Re: [DISCUSS] Java SDK and the Language Coordinator Layer [was: LAZY CONSENSUS]

Jarek Potiuk Mon, 11 May 2026 11:45:42 -0700

Hello,

*Ash*,

> One important thing not explicitly stated in the AIP (only implied by a
"side-effect” in the diagram or airflow.sdk code references) is that the
Coordinator is entirely a worker-side construct. The scheduler is entirely
unaware of how a task runs, only that it does.

That change in scope really changes things a LOT.

Because when I looked at it a few days ago, it was not. Back then (and at
the dev call) it looked like a generic solution that should eventually
handle selection of different languages and introduce a coordinator
standard and interface that will be implemented across many different
languages. It also involved part of DagFile Processing, making it a much
more "shared" construct between Worker and DagFileProcess. It also appeared
to be configured the same way in Scheduler, and Scheduler makes the choice
of which coordinator to select for which task.

After removing the Dag File Processor, it can now truly be thought of only
as a "worker" (i.e., a task execution process). And that indeed changes and
simplifies a lot and I think many more decisions can now be better
justified.

But with this scope, to be honest that starts to feel much less like a
coordinator and more like a "Bridge to run Java Tasks." It's very specific
to Java.
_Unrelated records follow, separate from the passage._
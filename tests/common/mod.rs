//! Shared integration test helpers: fake process runner, fake proxy
//! and a router wrapper backed by a temporary project directory.

pub mod mocks;
pub mod test_app;

pub use mocks::*;
pub use test_app::*;
#[cfg(test)]
mod tests {
    use super::*;
    use std::sync::Mutex;

    /// Records invocations and fails the named step.
    #[derive(Default)]
    struct ScriptedRunner {
        calls: Mutex<Vec<String>>,
        fail_step: Option<&'static str>,
        output_dir: Option<PathBuf>,
    }

    #[async_trait]
    impl ProcessRunner for ScriptedRunner {
        async fn run(&self, invocation: &Invocation) -> Result<CommandOutput, DeployError> {
            self.calls.lock().unwrap().push(invocation.step.clone());
            if self.fail_step == Some(invocation.step.as_str()) {
                return Ok(CommandOutput {
                    exit_code: Some(1),
                    stdout: String::new(),
                    stderr: format!("{} broke\n{}", invocation.step, "e".repeat(5000)),
                });
            }
            if invocation.step == "build" {
                if let Some(dir) = &self.output_dir {
                    std::fs::create_dir_all(dir).unwrap();
                    std::fs::write(dir.join("index.html"), "<html></html>").unwrap();
                }
            }
            Ok(CommandOutput {
                exit_code: Some(0),
                stdout: format!("{} ok", invocation.step),
                stderr: String::new(),
            })
        }
    }

    fn config_for(dir: &Path) -> DeployConfig {
        let mut config = DeployConfig::default();
        config.project.path = dir.to_path_buf();
        config
    }

    #[test]
    fn standard_step_order() {
        let mut config = config_for(Path::new("/srv/site"));
        config.build.stop_command = Some("pm2 stop site".to_string());
        let pipeline = Pipeline::from_config(&config).unwrap();
        let names: Vec<_> = pipeline.steps().iter().map(|s| s.name.as_str()).collect();
        assert_eq!(
            names,
            ["stop", "snapshot", "fetch", "reset", "install", "build", "verify"]
        );
        assert_eq!(pipeline.steps()[0].on_failure, OnFailure::Continue);
        assert_eq!(
            pipeline.steps()[3].kind,
            StepKind::Command {
                program: "sh".to_string(),
                args: vec!["-c".into(), "git reset --hard origin/main".into()],
            }
        );
    }

    #[test]
    fn empty_command_is_a_config_error() {
        assert!(matches!(
            Step::command("build", "   ", Duration::from_secs(1)),
            Err(DeployError::ConfigError(_))
        ));
    }

    #[tokio::test]
    async fn successful_run_produces_artifact() {
        let dir = tempfile::tempdir().unwrap();
        let config = config_for(dir.path());
        let runner = ScriptedRunner {
            output_dir: Some(config.output_dir()),
            ..Default::default()
        };
        let log = DeployLog::new(config.log_file());
        let mut job = DeployJob::new("abc", None);

        let artifact = Pipeline::from_config(&config)
            .unwrap()
            .run(&runner, &mut job, &log)
            .await
            .unwrap();

        assert_eq!(artifact.file_count, 1);
        assert_eq!(
            *runner.calls.lock().unwrap(),
            ["fetch", "reset", "install", "build"]
        );
        assert!(job.log_lines.iter().any(|l| l == "build ok"));
    }

    #[tokio::test]
    async fn failing_step_aborts_the_rest() {
        let dir = tempfile::tempdir().unwrap();
        let config = config_for(dir.path());
        let runner = ScriptedRunner {
            fail_step: Some("install"),
            output_dir: Some(config.output_dir()),
            ..Default::default()
        };
        let log = DeployLog::new(config.log_file());
        let mut job = DeployJob::new("abc", None);

        let err = Pipeline::from_config(&config)
            .unwrap()
            .run(&runner, &mut job, &log)
            .await
            .unwrap_err();

        assert_eq!(err.step(), Some("install"));
        match err {
            DeployError::StepFailed { excerpt, .. } => {
                assert!(excerpt.chars().count() <= MAX_EXCERPT_CHARS + 20);
            }
            other => panic!("unexpected {:?}", other),
        }
        assert_eq!(*runner.calls.lock().unwrap(), ["fetch", "reset", "install"]);
    }

    #[tokio::test]
    async fn lying_build_fails_verification() {
        let dir = tempfile::tempdir().unwrap();
        let config = config_for(dir.path());
        // build "succeeds" but writes nothing
        let runner = ScriptedRunner::default();
        let log = DeployLog::new(config.log_file());
        let mut job = DeployJob::new("abc", None);

        let err = Pipeline::from_config(&config)
            .unwrap()
            .run(&runner, &mut job, &log)
            .await
            .unwrap_err();
        assert!(matches!(err, DeployError::InvalidArtifact(_)));

        std::fs::create_dir_all(config.output_dir()).unwrap();
        assert!(matches!(
            BuildArtifact::inspect(&config.output_dir()).await,
            Err(DeployError::InvalidArtifact(_))
        ));
    }

    #[tokio::test]
    async fn snapshot_moves_leftover_output_outside_releases() {
        let dir = tempfile::tempdir().unwrap();
        let config = config_for(dir.path());

        let pipeline = Pipeline::new(
            vec![Step::snapshot()],
            config.project.path.clone(),
            config.output_dir(),
            config.snapshots_dir(),
            Duration::from_secs(5),
        );
        let log = DeployLog::new(config.log_file());
        let mut job = DeployJob::new("abc", None);

        for i in 0..4 {
            std::fs::create_dir_all(config.output_dir()).unwrap();
            std::fs::write(config.output_dir().join("old.html"), format!("old {}", i)).unwrap();
            pipeline.snapshot_output(&mut job, &log).await.unwrap();
            assert!(!config.output_dir().exists());
        }

        assert!(!config.releases_dir().exists());
        let entries: Vec<_> = std::fs::read_dir(config.snapshots_dir())
            .unwrap()
            .map(|e| e.unwrap().file_name().to_string_lossy().to_string())
            .collect();
        assert_eq!(entries.len(), MAX_SNAPSHOTS);
        assert!(entries.iter().all(|e| e.ends_with("-snapshot")));
    }

    #[cfg(unix)]
    #[tokio::test]
    async fn command_steps_run_through_the_shell() {
        let dir = tempfile::tempdir().unwrap();
        let step = Step::command(
            "install",
            "GREETING=hi sh -c 'echo $GREETING' && echo 'two  words'",
            Duration::from_secs(5),
        )
        .unwrap();
        let StepKind::Command { program, args } = step.kind else {
            panic!("expected a command step");
        };
        let invocation = Invocation {
            step: step.name,
            program,
            args,
            cwd: dir.path().to_path_buf(),
            timeout: step.timeout,
        };

        let output = TokioProcessRunner.run(&invocation).await.unwrap();
        assert!(output.success(), "stderr: {}", output.stderr);
        assert_eq!(output.stdout, "hi\ntwo  words\n");
    }

    #[tokio::test]
    async fn continue_policy_tolerates_failure() {
        let dir = tempfile::tempdir().unwrap();
        let config = config_for(dir.path());
        let runner = ScriptedRunner {
            fail_step: Some("stop"),
            output_dir: Some(config.output_dir()),
            ..Default::default()
        };
        let steps = vec![
            Step::command("stop", "pm2 stop site", Duration::from_secs(5))
                .unwrap()
                .continue_on_failure(),
            Step::command("build", "npm run build", Duration::from_secs(5)).unwrap(),
            Step::verify(),
        ];
        let pipeline = Pipeline::new(
            steps,
            config.project.path.clone(),
            config.output_dir(),
            config.snapshots_dir(),
            Duration::from_secs(5),
        );
        let log = DeployLog::new(config.log_file());
        let mut job = DeployJob::new("abc", None);

        assert!(pipeline.run(&runner, &mut job, &log).await.is_ok());
        assert_eq!(*runner.calls.lock().unwrap(), ["stop", "build"]);
    }

    #[cfg(unix)]
    #[tokio::test]
    async fn real_runner_times_out_and_kills() {
        let dir = tempfile::tempdir().unwrap();
        let invocation = Invocation {
            step: "build".to_string(),
            program: "sleep".to_string(),
            args: vec!["5".to_string()],
            cwd: dir.path().to_path_buf(),
            timeout: Duration::from_millis(100),
        };
        let started = std::time::Instant::now();
        let err = TokioProcessRunner.run(&invocation).await.unwrap_err();
        assert!(matches!(err, DeployError::StepTimeout { ref step, .. } if step == "build"));
        assert!(started.elapsed() < Duration::from_secs(2));
    }

    #[cfg(unix)]
    #[tokio::test]
    async fn real_runner_captures_exit_code_and_missing_program() {
        let dir = tempfile::tempdir().unwrap();
        let mut invocation = Invocation {
            step: "build".to_string(),
            program: "false".to_string(),
            args: vec![],
            cwd: dir.path().to_path_buf(),
            timeout: Duration::from_secs(5),
        };
        let output = TokioProcessRunner.run(&invocation).await.unwrap();
        assert!(!output.success());

        invocation.program = "definitely-not-a-real-binary".to_string();
        assert!(matches!(
            TokioProcessRunner.run(&invocation).await,
            Err(DeployError::StepFailed { .. })
        ));
    }

    #[tokio::test]
    async fn pipeline_timeout_aborts() {
        struct SlowRunner;

        #[async_trait]
        impl ProcessRunner for SlowRunner {
            async fn run(&self, _: &Invocation) -> Result<CommandOutput, DeployError> {
                tokio::time::sleep(Duration::from_secs(5)).await;
                Ok(CommandOutput::default())
            }
        }

        let dir = tempfile::tempdir().unwrap();
        let config = config_for(dir.path());
        let pipeline = Pipeline::new(
            vec![Step::command("build", "npm run build", Duration::from_secs(60)).unwrap()],
            config.project.path.clone(),
            config.output_dir(),
            config.snapshots_dir(),
            Duration::from_millis(50),
        );
        let log = DeployLog::new(config.log_file());
        let mut job = DeployJob::new("abc", None);

        let err = pipeline.run(&SlowRunner, &mut job, &log).await.unwrap_err();
        assert!(matches!(err, DeployError::PipelineTimeout(_)));
    }
}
Is this something we want to use in exactly this form - or even
reuse anything of in different language implementations?
Removing this "first matching" mechanism from the AIP changes its
"genericness" and applicability for other languages quite dramatically.
Basically, all that remains is something like a* "Python <> Java bridge to
start the process and pass through the task-SDK."* And I am not even sure
if the "coordinator" concept fits it any more - I would rather call it "
*bridge*" or something like that to make it clearer :). And in my opinion,
it should be an optional feature of "task-sdk," not a separate
distribution. I am not sure if separate "coordinator" distributions are
justified in this case.

Paraphrasing it: If I understand correctly, the current scope is to allow
the Python task process to run a subprocess specifically in a
JDK-interface-specific way, send it all the starting data, pass-through
Task-SDK messages and send back responses - without any ambition to become
the standard approach for any other language? It's mostly a `hack" to do it
this way and use queue to pass "dssired execution context - specific and
implemented only in Java".

And it is nothing bad, to be perfectly honest, - this is fine and simple -
has less coupling (for example we can indeed immediately drop the whole
discussion which protocol we should use). But it looked like much more than
that during the dev call and in the discussion :)

> This is especially true for one of the use cases I had in my presentation
at Airflow Sumit where you have a separate team define the task, and you
just “call it like a function”. You as the dag author don’t need, and
shouldn’t know if it’s run in idk-8 or jdk-25.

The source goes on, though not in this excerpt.